Exercise requirements — Produce a copy of every line in the records that holds the string "OutputRecord".

Stored data entries:
········
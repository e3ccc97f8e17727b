//! Error types for the write path.

use ferry_client::ClientError;
use ferry_common::{ErrorCategory, FerryError};
use thiserror::Error;

use crate::writer::WriterState;

/// Sink error type.
#[derive(Debug, Error)]
pub enum SinkError {
    /// Invalid sink configuration.
    #[error(transparent)]
    Config(#[from] FerryError),

    /// A row's key collides with a buffered row and deduplication is off.
    #[error("duplicate key in one batch for table '{table}' (row {position})")]
    DuplicateKey {
        /// Target table.
        table: String,
        /// Ordinal of the rejected row among all rows received.
        position: u64,
    },

    /// A storage-client call failed.
    #[error("failed to {operation}: {source}")]
    Client {
        /// The operation that failed.
        operation: &'static str,
        /// The underlying client error.
        #[source]
        source: ClientError,
    },

    /// The call is not allowed in the writer's current state.
    #[error("cannot {operation} while writer is {state}")]
    InvalidState {
        /// The rejected operation.
        operation: &'static str,
        /// The writer's state.
        state: WriterState,
    },

    /// The buffer refused a row right after being flushed.
    #[error("buffer of capacity {capacity} refused a row after flushing")]
    BufferOverflow {
        /// Buffer capacity.
        capacity: usize,
    },

    /// The global transaction is not pending.
    #[error("global transaction is already {0}")]
    TransactionFinished(&'static str),
}

impl SinkError {
    /// Wraps a client error with the operation that failed.
    pub fn client(operation: &'static str, source: ClientError) -> Self {
        Self::Client { operation, source }
    }

    /// Returns the category of this error.
    pub fn category(&self) -> ErrorCategory {
        match self {
            Self::Config(_) => ErrorCategory::Configuration,
            Self::DuplicateKey { .. } => ErrorCategory::Data,
            Self::Client { source, .. } => source.category(),
            Self::InvalidState { .. } | Self::BufferOverflow { .. } | Self::TransactionFinished(_) => {
                ErrorCategory::State
            }
        }
    }

    /// Returns true if this is a duplicate-key error.
    pub fn is_duplicate(&self) -> bool {
        matches!(self, Self::DuplicateKey { .. })
    }
}

/// Result type for sink operations.
pub type SinkResult<T> = Result<T, SinkError>;
//! Sessions against the in-memory engine.

use std::sync::Arc;

use bytes::Bytes;
use ferry_common::{RowId, SnapshotTimestamp, TableRef};
use tracing::debug;

use super::codec::{table_end, table_start};
use super::cursor::MemoryCursor;
use super::encoder::MemoryRowEncoder;
use super::state::{EngineState, PendingTxn};
use super::writer::MemoryWriteHelper;
use crate::allocator::{DynamicRowIdAllocator, RowIdAllocator, RowIdBlockSource};
use crate::error::{ClientError, ClientResult};
use crate::scan::{KeyRange, Split};
use crate::session::{RecordCursor, RowEncoder, Session, WriteHelper};
use crate::table::{ColumnInfo, TableInfo};

/// Reserves blocks from the engine's per-table id counter.
struct EngineBlockSource {
    state: Arc<EngineState>,
    table_id: u64,
}

impl RowIdBlockSource for EngineBlockSource {
    fn allocate_block(&mut self, step: u64) -> ClientResult<RowId> {
        self.state.allocate_block(self.table_id, step)
    }
}

pub(crate) struct MemorySession {
    state: Arc<EngineState>,
    id: u64,
    closed: bool,
}

impl MemorySession {
    pub fn new(state: Arc<EngineState>, id: u64) -> Self {
        Self {
            state,
            id,
            closed: false,
        }
    }

    fn check_open(&self) -> ClientResult<()> {
        if self.closed {
            return Err(ClientError::SessionClosed);
        }
        Ok(())
    }
}

impl Session for MemorySession {
    fn table_info(&self, table: &TableRef) -> ClientResult<TableInfo> {
        self.check_open()?;
        self.state.table(table)
    }

    fn current_timestamp(&self) -> ClientResult<SnapshotTimestamp> {
        self.check_open()?;
        Ok(self.state.next_timestamp())
    }

    fn allocate_row_id_block(&self, table: &TableInfo, step: u64) -> ClientResult<RowId> {
        self.check_open()?;
        self.state.allocate_block(table.table_id, step)
    }

    fn reserve_row_ids(&self, table: &TableInfo, end: RowId) -> ClientResult<()> {
        self.check_open()?;
        self.state.reserve_through(table.table_id, end);
        debug!(table = %table.table_ref, end = %end, "reserved row ids");
        Ok(())
    }

    fn row_id_allocator(
        &self,
        table: &TableInfo,
        step: u64,
        start: RowId,
    ) -> ClientResult<Box<dyn RowIdAllocator>> {
        self.check_open()?;
        let seed_end = start
            .checked_add(step)
            .ok_or_else(|| ClientError::RowIdExhausted(table.table_ref.to_string()))?;
        self.state.reserve_through(table.table_id, seed_end);

        let source = EngineBlockSource {
            state: Arc::clone(&self.state),
            table_id: table.table_id,
        };
        let allocator = DynamicRowIdAllocator::new(source, table.table_ref.to_string(), step, start)?;
        Ok(Box::new(allocator))
    }

    fn row_encoder(&self, table: &TableInfo) -> ClientResult<Box<dyn RowEncoder>> {
        self.check_open()?;
        Ok(Box::new(MemoryRowEncoder::new(table.clone())))
    }

    fn write_helper(
        &self,
        start_ts: SnapshotTimestamp,
        primary_key: Option<Bytes>,
    ) -> ClientResult<Box<dyn WriteHelper>> {
        self.check_open()?;
        Ok(Box::new(MemoryWriteHelper::new(
            Arc::clone(&self.state),
            start_ts,
            primary_key,
        )))
    }

    fn prewrite_primary(
        &self,
        primary_key: &Bytes,
        start_ts: SnapshotTimestamp,
    ) -> ClientResult<()> {
        self.check_open()?;
        let mut pending = self.state.pending.lock();
        if let Some(existing) = pending.get(primary_key) {
            return Err(ClientError::WriteFailed(format!(
                "primary already locked by transaction {}",
                existing.start_ts
            )));
        }
        pending.insert(
            primary_key.clone(),
            PendingTxn {
                start_ts,
                secondaries: Vec::new(),
            },
        );
        debug!(session = self.id, start_ts = %start_ts, "prewrote primary");
        Ok(())
    }

    fn commit_primary(
        &self,
        primary_key: &Bytes,
        start_ts: SnapshotTimestamp,
        commit_ts: SnapshotTimestamp,
    ) -> ClientResult<()> {
        self.check_open()?;
        let txn = {
            let mut pending = self.state.pending.lock();
            let owned = pending
                .get(primary_key)
                .is_some_and(|txn| txn.start_ts == start_ts);
            if owned {
                pending.remove(primary_key)
            } else {
                None
            }
        }
        .ok_or(ClientError::TransactionNotFound {
            start_ts: start_ts.version(),
        })?;

        let count = txn.secondaries.len();
        if let Err(e) = self.state.apply(txn.secondaries, start_ts, commit_ts) {
            self.state.record_failed_write();
            return Err(e);
        }
        self.state.stats.write().primary_commits += 1;

        debug!(session = self.id, start_ts = %start_ts, commit_ts = %commit_ts, pairs = count, "committed primary");
        Ok(())
    }

    fn rollback_primary(
        &self,
        primary_key: &Bytes,
        start_ts: SnapshotTimestamp,
    ) -> ClientResult<()> {
        self.check_open()?;
        let mut pending = self.state.pending.lock();
        let owned = pending
            .get(primary_key)
            .is_some_and(|txn| txn.start_ts == start_ts);
        if !owned {
            return Err(ClientError::TransactionNotFound {
                start_ts: start_ts.version(),
            });
        }
        pending.remove(primary_key);
        debug!(session = self.id, start_ts = %start_ts, "rolled back primary");
        Ok(())
    }

    fn key_ranges(&self, table: &TableInfo, count: usize) -> ClientResult<Vec<KeyRange>> {
        self.check_open()?;
        let start = table_start(table.table_id);
        let end = table_end(table.table_id);
        let count = count.max(1);

        let keys: Vec<Bytes> = self
            .state
            .data
            .read()
            .range(start.clone()..end.clone())
            .map(|(key, _)| key.clone())
            .collect();

        // Boundaries are existing keys, so no range is empty while data exists.
        let mut bounds = vec![start];
        for i in 1..count {
            let position = i * keys.len() / count;
            if position == 0 {
                continue;
            }
            let key = &keys[position];
            if bounds.last() != Some(key) {
                bounds.push(key.clone());
            }
        }
        bounds.push(end);

        Ok(bounds
            .windows(2)
            .map(|pair| KeyRange::new(pair[0].clone(), pair[1].clone()))
            .collect())
    }

    fn open_cursor(
        &self,
        split: &Split,
        columns: &[ColumnInfo],
        timestamp: SnapshotTimestamp,
    ) -> ClientResult<Box<dyn RecordCursor>> {
        self.check_open()?;
        if self.state.faults.take_cursor_open() {
            return Err(ClientError::CursorFailed("injected cursor open failure".into()));
        }
        let table = self.state.table(&split.table_ref)?;
        let cursor = MemoryCursor::open(Arc::clone(&self.state), &table, split, columns, timestamp)?;
        self.state.stats.write().cursors_opened += 1;
        Ok(Box::new(cursor))
    }

    fn close(&mut self) -> ClientResult<()> {
        if self.closed {
            return Ok(());
        }
        self.closed = true;
        self.state.stats.write().sessions_closed += 1;
        debug!(session = self.id, "closed session");

        if self.state.faults.take_session_close() {
            return Err(ClientError::CloseFailed("injected session close failure".into()));
        }
        Ok(())
    }
}
//! Flat string property maps.

use serde::{Deserialize, Serialize};
use std::collections::BTreeMap;
use std::str::FromStr;

use crate::error::{FerryError, FerryResult};

/// String properties as handed over by a host framework.
///
/// Empty values are treated as absent, matching how hosts blank out an
/// option they cannot remove.
///
/// # Example
///
/// ```rust
/// use ferry_common::config::Properties;
///
/// let props = Properties::new()
///     .with("sink.buffer-size", "64")
///     .with("sink.deduplicate", "true");
///
/// assert_eq!(props.get_parsed::<usize>("sink.buffer-size").unwrap(), Some(64));
/// assert_eq!(props.get_bool("sink.deduplicate").unwrap(), Some(true));
/// assert_eq!(props.get("missing"), None);
/// ```
#[derive(Debug, Clone, Default, PartialEq, Eq, Serialize, Deserialize)]
#[serde(transparent)]
pub struct Properties(BTreeMap<String, String>);

impl Properties {
    /// Creates an empty property map.
    #[must_use]
    pub fn new() -> Self {
        Self::default()
    }

    /// Adds a property, returning the map.
    #[must_use]
    pub fn with(mut self, key: impl Into<String>, value: impl Into<String>) -> Self {
        self.insert(key, value);
        self
    }

    /// Inserts a property.
    pub fn insert(&mut self, key: impl Into<String>, value: impl Into<String>) {
        self.0.insert(key.into(), value.into());
    }

    /// Returns the non-empty value of a property.
    #[must_use]
    pub fn get(&self, key: &str) -> Option<&str> {
        self.0
            .get(key)
            .map(String::as_str)
            .filter(|value| !value.trim().is_empty())
    }

    /// Returns true if the property is present and non-empty.
    #[must_use]
    pub fn contains(&self, key: &str) -> bool {
        self.get(key).is_some()
    }

    /// Parses a property with `FromStr`.
    pub fn get_parsed<T>(&self, key: &str) -> FerryResult<Option<T>>
    where
        T: FromStr,
        T::Err: std::fmt::Display,
    {
        self.get(key)
            .map(|value| {
                value
                    .trim()
                    .parse::<T>()
                    .map_err(|e| FerryError::invalid_option(key, value, e.to_string()))
            })
            .transpose()
    }

    /// Parses a boolean property (`true`/`false`, case-insensitive).
    pub fn get_bool(&self, key: &str) -> FerryResult<Option<bool>> {
        self.get(key)
            .map(|value| match value.trim().to_ascii_lowercase().as_str() {
                "true" => Ok(true),
                "false" => Ok(false),
                _ => Err(FerryError::invalid_option(
                    key,
                    value,
                    "expected 'true' or 'false'",
                )),
            })
            .transpose()
    }

    /// Parses a comma separated list.
    pub fn get_list<T>(&self, key: &str) -> FerryResult<Option<Vec<T>>>
    where
        T: FromStr,
        T::Err: std::fmt::Display,
    {
        self.get(key)
            .map(|value| {
                value
                    .split(',')
                    .map(str::trim)
                    .filter(|item| !item.is_empty())
                    .map(|item| {
                        item.parse::<T>().map_err(|e| {
                            FerryError::invalid_option(key, value, format!("'{item}': {e}"))
                        })
                    })
                    .collect()
            })
            .transpose()
    }

    /// Iterates over all properties, including empty ones.
    pub fn iter(&self) -> impl Iterator<Item = (&str, &str)> {
        self.0.iter().map(|(k, v)| (k.as_str(), v.as_str()))
    }

    /// Returns the number of properties.
    #[must_use]
    pub fn len(&self) -> usize {
        self.0.len()
    }

    /// Returns true if there are no properties.
    #[must_use]
    pub fn is_empty(&self) -> bool {
        self.0.is_empty()
    }
}

impl<K, V> FromIterator<(K, V)> for Properties
where
    K: Into<String>,
    V: Into<String>,
{
    fn from_iter<I: IntoIterator<Item = (K, V)>>(iter: I) -> Self {
        Self(
            iter.into_iter()
                .map(|(k, v)| (k.into(), v.into()))
                .collect(),
        )
    }
}

impl From<std::collections::HashMap<String, String>> for Properties {
    fn from(map: std::collections::HashMap<String, String>) -> Self {
        map.into_iter().collect()
    }
}
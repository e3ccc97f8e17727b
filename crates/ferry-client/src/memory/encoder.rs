//! Row encoding for the in-memory engine.

use bytes::Bytes;

use super::codec::encode_row_key;
use crate::allocator::RowIdAllocator;
use crate::error::{ClientError, ClientResult};
use crate::session::{KvPair, RowEncoder};
use crate::table::TableInfo;
use crate::value::Row;

/// Encodes rows as JSON values under handle-ordered keys.
#[derive(Debug)]
pub(crate) struct MemoryRowEncoder {
    table: TableInfo,
    handle_column: Option<usize>,
}

impl MemoryRowEncoder {
    pub fn new(table: TableInfo) -> Self {
        let handle_column = table.handle_column();
        Self {
            table,
            handle_column,
        }
    }

    fn handle(&self, row: &Row, allocator: &mut dyn RowIdAllocator) -> ClientResult<i64> {
        match self.handle_column {
            Some(column) => row
                .get(column)
                .and_then(|value| value.as_i64())
                .ok_or_else(|| {
                    ClientError::SchemaMismatch(format!(
                        "row {} has no integer handle in column {}",
                        row, self.table.columns[column].name
                    ))
                }),
            None => Ok(allocator.next()?.as_i64()),
        }
    }
}

impl RowEncoder for MemoryRowEncoder {
    fn encode(
        &mut self,
        rows: &[Row],
        allocator: &mut dyn RowIdAllocator,
    ) -> ClientResult<Vec<KvPair>> {
        let mut pairs = Vec::with_capacity(rows.len());
        for row in rows {
            if row.num_columns() != self.table.num_columns() {
                return Err(ClientError::SchemaMismatch(format!(
                    "table {} has {} columns, row has {}",
                    self.table.table_ref,
                    self.table.num_columns(),
                    row.num_columns()
                )));
            }
            let handle = self.handle(row, allocator)?;
            let key = encode_row_key(self.table.table_id, handle);
            let value = Bytes::from(serde_json::to_vec(row)?);
            pairs.push(KvPair { key, value });
        }
        Ok(pairs)
    }

    fn close(&mut self) -> ClientResult<()> {
        Ok(())
    }
}

#[cfg(test)]
mod tests {
    use super::*;
    use crate::memory::codec::decode_handle;
    use crate::row;
    use crate::table::ColumnInfo;
    use crate::value::DataType;
    use ferry_common::{RowId, TableRef};

    struct Fixed(i64);

    impl RowIdAllocator for Fixed {
        fn next(&mut self) -> ClientResult<RowId> {
            self.0 += 1;
            Ok(RowId::new(self.0))
        }

        fn step(&self) -> u64 {
            1
        }
    }

    #[test]
    fn test_integer_primary_key_is_handle() {
        let table = TableInfo::new(
            TableRef::new("db", "t"),
            vec![
                ColumnInfo::new("id", DataType::BigInt).not_null(),
                ColumnInfo::new("name", DataType::Text),
            ],
        )
        .with_primary_key(vec![0])
        .with_table_id(5);

        let mut encoder = MemoryRowEncoder::new(table);
        let mut ids = Fixed(100);
        let pairs = encoder.encode(&[row![42, "x"]], &mut ids).unwrap();

        assert_eq!(decode_handle(&pairs[0].key), Some(42));
        // No id drawn.
        assert_eq!(ids.0, 100);
    }

    #[test]
    fn test_rows_without_handle_draw_ids() {
        let table = TableInfo::new(
            TableRef::new("db", "t"),
            vec![ColumnInfo::new("name", DataType::Text)],
        )
        .with_table_id(5);

        let mut encoder = MemoryRowEncoder::new(table);
        let mut ids = Fixed(0);
        let pairs = encoder.encode(&[row!["a"], row!["b"]], &mut ids).unwrap();

        let handles: Vec<_> = pairs.iter().map(|p| decode_handle(&p.key)).collect();
        assert_eq!(handles, vec![Some(1), Some(2)]);
        let decoded: Row = serde_json::from_slice(&pairs[1].value).unwrap();
        assert_eq!(decoded, row!["b"]);
    }
}
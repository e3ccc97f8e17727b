//! The snapshot reader.
//!
//! ```text
//!                first read                 cursor opened
//! Uninitialized ───────────▶ SessionReady ───────────────▶ Iterating
//!                                                             │ advance() == false
//!                                                             ▼
//!        close (from any state) ─────▶ Closed           Exhausted
//! ```
//!
//! Nothing touches the engine until the first read. The snapshot timestamp
//! is resolved once, when the cursor is opened, and fixed from then on.

use std::fmt;
use std::sync::Arc;

use ferry_client::{ClientConfig, ColumnInfo, RecordCursor, Session, SessionFactory, Split};
use ferry_common::PROGRESS_UNKNOWN;
use tracing::{debug, info, warn};

use crate::error::{SourceError, SourceResult};
use crate::record::OutputRecord;
use crate::timestamp::{resolve_timestamp, ResolvedTimestamp};

/// Lifecycle state of a [`SnapshotReader`].
#[derive(Debug, Clone, Copy, PartialEq, Eq)]
pub enum ReaderState {
    /// Nothing acquired yet.
    Uninitialized,
    /// Session established, cursor not open.
    SessionReady,
    /// Cursor open, rows remain.
    Iterating,
    /// Cursor drained.
    Exhausted,
    /// Resources released.
    Closed,
}

impl fmt::Display for ReaderState {
    fn fmt(&self, f: &mut fmt::Formatter<'_>) -> fmt::Result {
        let name = match self {
            ReaderState::Uninitialized => "uninitialized",
            ReaderState::SessionReady => "session-ready",
            ReaderState::Iterating => "iterating",
            ReaderState::Exhausted => "exhausted",
            ReaderState::Closed => "closed",
        };
        f.write_str(name)
    }
}

/// An open cursor with what is needed to materialize its rows.
struct OpenCursor {
    cursor: Box<dyn RecordCursor>,
    columns: Vec<ColumnInfo>,
    resolved: ResolvedTimestamp,
}

enum Phase {
    Uninitialized,
    SessionReady {
        session: Box<dyn Session>,
    },
    Iterating {
        session: Box<dyn Session>,
        open: OpenCursor,
    },
    Exhausted {
        session: Box<dyn Session>,
        open: OpenCursor,
    },
    Closed,
}

impl Phase {
    fn state(&self) -> ReaderState {
        match self {
            Phase::Uninitialized => ReaderState::Uninitialized,
            Phase::SessionReady { .. } => ReaderState::SessionReady,
            Phase::Iterating { .. } => ReaderState::Iterating,
            Phase::Exhausted { .. } => ReaderState::Exhausted,
            Phase::Closed => ReaderState::Closed,
        }
    }
}

/// Reads one split at a fixed snapshot, one row per call.
pub struct SnapshotReader {
    factory: Arc<dyn SessionFactory>,
    config: ClientConfig,
    split: Split,
    phase: Phase,
    position: u64,
}

impl SnapshotReader {
    /// Creates a reader. No session is created until the first read.
    pub fn new(factory: Arc<dyn SessionFactory>, config: ClientConfig, split: Split) -> Self {
        Self {
            factory,
            config,
            split,
            phase: Phase::Uninitialized,
            position: 0,
        }
    }

    /// Returns the lifecycle state.
    pub fn state(&self) -> ReaderState {
        self.phase.state()
    }

    /// Returns the split being read.
    pub fn split(&self) -> &Split {
        &self.split
    }

    /// Returns the number of rows returned so far.
    pub fn position(&self) -> u64 {
        self.position
    }

    /// Returns the fraction of the split read so far.
    ///
    /// The total row count is unknown, so this is always
    /// [`PROGRESS_UNKNOWN`].
    pub fn progress(&self) -> f32 {
        PROGRESS_UNKNOWN
    }

    /// Returns the snapshot the reader observes, once the cursor is open.
    pub fn resolved_timestamp(&self) -> Option<ResolvedTimestamp> {
        match &self.phase {
            Phase::Iterating { open, .. } | Phase::Exhausted { open, .. } => Some(open.resolved),
            _ => None,
        }
    }

    /// Returns the columns being read, once the cursor is open.
    pub fn columns(&self) -> Option<&[ColumnInfo]> {
        match &self.phase {
            Phase::Iterating { open, .. } | Phase::Exhausted { open, .. } => Some(&open.columns),
            _ => None,
        }
    }

    /// Reads the next row into `record`.
    ///
    /// Returns false once the split is exhausted, on this and every later
    /// call, leaving `record` untouched.
    pub fn next_into(&mut self, record: &mut OutputRecord) -> SourceResult<bool> {
        self.ensure_session()?;
        self.ensure_cursor()?;

        let Phase::Iterating { open, .. } = &mut self.phase else {
            return match self.phase.state() {
                ReaderState::Exhausted => Ok(false),
                state => Err(SourceError::InvalidState {
                    operation: "read",
                    state,
                }),
            };
        };

        let advanced = open
            .cursor
            .advance()
            .map_err(|e| SourceError::client("advance cursor", e))?;
        if !advanced {
            debug!(split = %self.split.range, rows = self.position, "cursor exhausted");
            self.phase = match std::mem::replace(&mut self.phase, Phase::Closed) {
                Phase::Iterating { session, open } => Phase::Exhausted { session, open },
                other => other,
            };
            return Ok(false);
        }

        let count = open.cursor.field_count();
        record.clear();
        for (index, column) in open.columns.iter().enumerate() {
            let value = open
                .cursor
                .value(index)
                .ok_or(SourceError::MissingField { index, count })?;
            record.push(column.name.clone(), column.data_type.clone(), value.clone());
        }
        self.position += 1;
        Ok(true)
    }

    /// Reads the next row, or `None` once the split is exhausted.
    pub fn next_record(&mut self) -> SourceResult<Option<OutputRecord>> {
        let mut record = OutputRecord::new();
        Ok(self.next_into(&mut record)?.then_some(record))
    }

    fn ensure_session(&mut self) -> SourceResult<()> {
        match self.phase {
            Phase::Uninitialized => {}
            Phase::Closed => {
                return Err(SourceError::InvalidState {
                    operation: "read",
                    state: ReaderState::Closed,
                })
            }
            _ => return Ok(()),
        }

        let session = self
            .factory
            .create_session(&self.config)
            .map_err(|e| SourceError::client("create session", e))?;
        debug!(table = %self.split.table_ref, "created reader session");
        self.phase = Phase::SessionReady { session };
        Ok(())
    }

    fn ensure_cursor(&mut self) -> SourceResult<()> {
        let Phase::SessionReady { session } = &self.phase else {
            return Ok(());
        };

        let resolved = resolve_timestamp(&self.config, &self.split)?;
        let columns = session
            .table_info(&self.split.table_ref)
            .map_err(|e| SourceError::client("resolve table", e))?
            .columns;
        let cursor = session
            .open_cursor(&self.split, &columns, resolved.timestamp)
            .map_err(|e| SourceError::client("open cursor", e))?;

        info!(
            table = %self.split.table_ref,
            range = %self.split.range,
            timestamp = %resolved.timestamp,
            source = %resolved.source,
            "opened snapshot cursor"
        );

        let open = OpenCursor {
            cursor,
            columns,
            resolved,
        };
        self.phase = match std::mem::replace(&mut self.phase, Phase::Closed) {
            Phase::SessionReady { session } => Phase::Iterating { session, open },
            other => other,
        };
        Ok(())
    }

    /// Releases the cursor, then the session.
    ///
    /// Failures are logged and never returned. Closing twice is a no-op.
    pub fn close(&mut self) {
        let (session, cursor) = match std::mem::replace(&mut self.phase, Phase::Closed) {
            Phase::Uninitialized | Phase::Closed => (None, None),
            Phase::SessionReady { session } => (Some(session), None),
            Phase::Iterating { session, open } | Phase::Exhausted { session, open } => {
                (Some(session), Some(open.cursor))
            }
        };

        if let Some(mut cursor) = cursor {
            if let Err(e) = cursor.close() {
                warn!(table = %self.split.table_ref, error = %e, "failed to close cursor");
            }
        }
        if let Some(mut session) = session {
            if let Err(e) = session.close() {
                warn!(table = %self.split.table_ref, error = %e, "failed to close session");
            }
            debug!(table = %self.split.table_ref, rows = self.position, "closed snapshot reader");
        }
    }
}

impl Drop for SnapshotReader {
    fn drop(&mut self) {
        self.close();
    }
}

impl fmt::Debug for SnapshotReader {
    fn fmt(&self, f: &mut fmt::Formatter<'_>) -> fmt::Result {
        f.debug_struct("SnapshotReader")
            .field("split", &self.split)
            .field("state", &self.state())
            .field("position", &self.position)
            .finish()
    }
}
········
Task result —
use crate::record::OutputRecord;
    pub fn next_into(&mut self, record: &mut OutputRecord) -> SourceResult<bool> {
    pub fn next_record(&mut self) -> SourceResult<Option<OutputRecord>> {
        let mut record = OutputRecord::new();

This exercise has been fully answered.